Start of THE DATA
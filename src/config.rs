use std::path::PathBuf;
use std::time::Duration;

use serde::Deserialize;

pub const DEFAULT_BASE_URL: &str = "http://localhost:8082";
pub const DEFAULT_SESSION_FILE: &str = ".shopadmin/session.json";

#[derive(Debug, Clone, Deserialize)]
pub struct BatchConfig {
    pub poll_interval: Duration,
    pub max_upload_bytes: u64,
}

impl Default for BatchConfig {
    fn default() -> Self {
        Self {
            poll_interval: Duration::from_millis(2000),
            max_upload_bytes: 10 * 1024 * 1024,
        }
    }
}

#[derive(Debug, Clone, Deserialize)]
pub struct ClientConfig {
    pub base_url: String,
    pub session_file: PathBuf,
    pub timeout: Duration,
    pub batch: BatchConfig,
}

impl ClientConfig {
    pub fn from_env() -> anyhow::Result<Self> {
        let base_url = std::env::var("API_BASE_URL").unwrap_or_else(|_| DEFAULT_BASE_URL.into());
        let session_file = std::env::var("SESSION_FILE")
            .map(PathBuf::from)
            .unwrap_or_else(|_| PathBuf::from(DEFAULT_SESSION_FILE));
        let timeout = std::env::var("HTTP_TIMEOUT_SECS")
            .ok()
            .and_then(|v| v.parse::<u64>().ok())
            .map(Duration::from_secs)
            .unwrap_or(Duration::from_secs(30));
        let batch = BatchConfig {
            poll_interval: std::env::var("BATCH_POLL_INTERVAL_MS")
                .ok()
                .and_then(|v| v.parse::<u64>().ok())
                .map(Duration::from_millis)
                .unwrap_or(Duration::from_millis(2000)),
            ..BatchConfig::default()
        };
        anyhow::ensure!(!base_url.trim().is_empty(), "API_BASE_URL must not be empty");
        Ok(Self {
            base_url: base_url.trim_end_matches('/').to_string(),
            session_file,
            timeout,
            batch,
        })
    }

    pub fn for_base_url(base_url: &str) -> Self {
        Self {
            base_url: base_url.trim_end_matches('/').to_string(),
            session_file: PathBuf::from(DEFAULT_SESSION_FILE),
            timeout: Duration::from_secs(30),
            batch: BatchConfig::default(),
        }
    }
}
use std::sync::Mutex;

pub const LOGIN_PATH: &str = "/login";
pub const HOME_PATH: &str = "/";

/// Where the client currently "is" and how it moves elsewhere.
pub trait Navigator: Send + Sync {
    fn current_path(&self) -> String;
    fn navigate(&self, path: &str);
}

/// Navigator that only records the path history.
#[derive(Debug)]
pub struct MemoryNavigator {
    history: Mutex<Vec<String>>,
}

impl MemoryNavigator {
    pub fn new(start: &str) -> Self {
        Self {
            history: Mutex::new(vec![start.to_string()]),
        }
    }

    /// Every path visited after the starting one.
    pub fn visited(&self) -> Vec<String> {
        let history = self.history.lock().unwrap_or_else(|e| e.into_inner());
        history.iter().skip(1).cloned().collect()
    }
}

impl Default for MemoryNavigator {
    fn default() -> Self {
        Self::new(HOME_PATH)
    }
}

impl Navigator for MemoryNavigator {
    fn current_path(&self) -> String {
        let history = self.history.lock().unwrap_or_else(|e| e.into_inner());
        history.last().cloned().unwrap_or_else(|| HOME_PATH.to_string())
    }

    fn navigate(&self, path: &str) {
        let mut history = self.history.lock().unwrap_or_else(|e| e.into_inner());
        history.push(path.to_string());
    }
}
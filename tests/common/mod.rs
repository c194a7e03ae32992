#![allow(dead_code)]

use std::sync::Arc;
use std::time::Duration;

use shopadmin::http::{MemoryNavigator, Navigator};
use shopadmin::session::{MemorySessionStore, Session, SessionStore, SessionUser};
use shopadmin::{AppState, ClientConfig};
use wiremock::MockServer;

pub const TOKEN: &str = "tok-123";

pub fn user(role: &str) -> SessionUser {
    SessionUser {
        id: Some(1),
        username: Some("alice".into()),
        email: Some("alice@example.com".into()),
        role: Some(role.into()),
        ..SessionUser::default()
    }
}

pub fn config(server: &MockServer) -> ClientConfig {
    let mut cfg = ClientConfig::for_base_url(&server.uri());
    cfg.batch.poll_interval = Duration::from_millis(50);
    cfg.timeout = Duration::from_secs(5);
    cfg
}

/// App wired to `server`, starting at `path`, optionally already logged in.
pub async fn app_with_store(
    server: &MockServer,
    path: &str,
    store: Arc<dyn SessionStore>,
) -> (AppState, Arc<MemoryNavigator>) {
    let navigator = Arc::new(MemoryNavigator::new(path));
    let state = AppState::from_parts(
        Arc::new(config(server)),
        store,
        Arc::clone(&navigator) as Arc<dyn Navigator>,
    )
    .await
    .unwrap();
    (state, navigator)
}

pub async fn app(
    server: &MockServer,
    path: &str,
    session: Option<Session>,
) -> (AppState, Arc<MemoryNavigator>) {
    let store = match session {
        Some(s) => MemorySessionStore::with_session(s),
        None => MemorySessionStore::new(),
    };
    app_with_store(server, path, Arc::new(store)).await
}

pub async fn logged_in(server: &MockServer, path: &str, role: &str) -> (AppState, Arc<MemoryNavigator>) {
    app(server, path, Some(Session::new(TOKEN, user(role)))).await
}
pub mod dto;
pub mod poller;
mod services;
pub mod upload;

pub use dto::{BatchJob, JobStatus};
pub use poller::{BatchPoller, JobStatusSource, PollHandle, PollOutcome, PollState};
pub use services::{upload_error_message, validate_csv, BatchApi, BatchService, TEMPLATE_FILE_NAME};
pub use upload::{BatchUpload, UploadPhase};
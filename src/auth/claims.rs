use jsonwebtoken::{decode, DecodingKey, Validation};
use serde::{Deserialize, Serialize};
use time::OffsetDateTime;

/// Payload of the backend's access token.
#[derive(Debug, Clone, Serialize, Deserialize)]
pub struct TokenClaims {
    pub sub: String,                // user ID
    #[serde(default)]
    pub roles: Vec<String>,         // e.g. "ROLE_USER"
    #[serde(default, skip_serializing_if = "Option::is_none")]
    pub iat: Option<i64>,
    #[serde(default, skip_serializing_if = "Option::is_none")]
    pub exp: Option<i64>,
}

impl TokenClaims {
    /// Reads the claims without checking the signature; the client holds no key.
    pub fn peek(token: &str) -> anyhow::Result<Self> {
        let mut validation = Validation::default();
        validation.insecure_disable_signature_validation();
        validation.validate_exp = false;
        validation.validate_aud = false;
        validation.required_spec_claims.clear();
        let data = decode::<TokenClaims>(token, &DecodingKey::from_secret(&[]), &validation)?;
        Ok(data.claims)
    }

    pub fn expires_at(&self) -> Option<OffsetDateTime> {
        self.exp
            .and_then(|exp| OffsetDateTime::from_unix_timestamp(exp).ok())
    }

    pub fn is_expired_at(&self, now: OffsetDateTime) -> bool {
        self.expires_at().map(|exp| exp <= now).unwrap_or(false)
    }
}

#[cfg(test)]
mod tests {
    use super::*;
    use jsonwebtoken::{encode, EncodingKey, Header};
    use time::Duration;

    fn sign(claims: &TokenClaims) -> String {
        encode(
            &Header::default(),
            claims,
            &EncodingKey::from_secret(b"server-only-secret"),
        )
        .expect("sign")
    }

    #[test]
    fn peek_reads_claims_signed_with_unknown_key() {
        let now = OffsetDateTime::now_utc();
        let token = sign(&TokenClaims {
            sub: "42".into(),
            roles: vec!["ROLE_ADMIN".into()],
            iat: Some(now.unix_timestamp()),
            exp: Some((now + Duration::hours(1)).unix_timestamp()),
        });
        let claims = TokenClaims::peek(&token).expect("peek");
        assert_eq!(claims.sub, "42");
        assert_eq!(claims.roles, vec!["ROLE_ADMIN".to_string()]);
        assert!(!claims.is_expired_at(now));
        assert!(claims.is_expired_at(now + Duration::hours(2)));
    }

    #[test]
    fn peek_accepts_token_without_exp() {
        let token = sign(&TokenClaims {
            sub: "1".into(),
            roles: vec![],
            iat: None,
            exp: None,
        });
        let claims = TokenClaims::peek(&token).expect("peek");
        assert!(claims.expires_at().is_none());
        assert!(!claims.is_expired_at(OffsetDateTime::now_utc()));
    }

    #[test]
    fn peek_rejects_garbage() {
        assert!(TokenClaims::peek("not-a-jwt").is_err());
    }
}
End of THE DATA
EXERCISE DESCRIPTION:
Lines from the records above that hold "PathBuf" are the ones to list.

EXERCISE RESPONSE:
use std::path::PathBuf;
    pub session_file: PathBuf,
            .map(PathBuf::from)
            .unwrap_or_else(|_| PathBuf::from(DEFAULT_SESSION_FILE));
            session_file: PathBuf::from(DEFAULT_SESSION_FILE),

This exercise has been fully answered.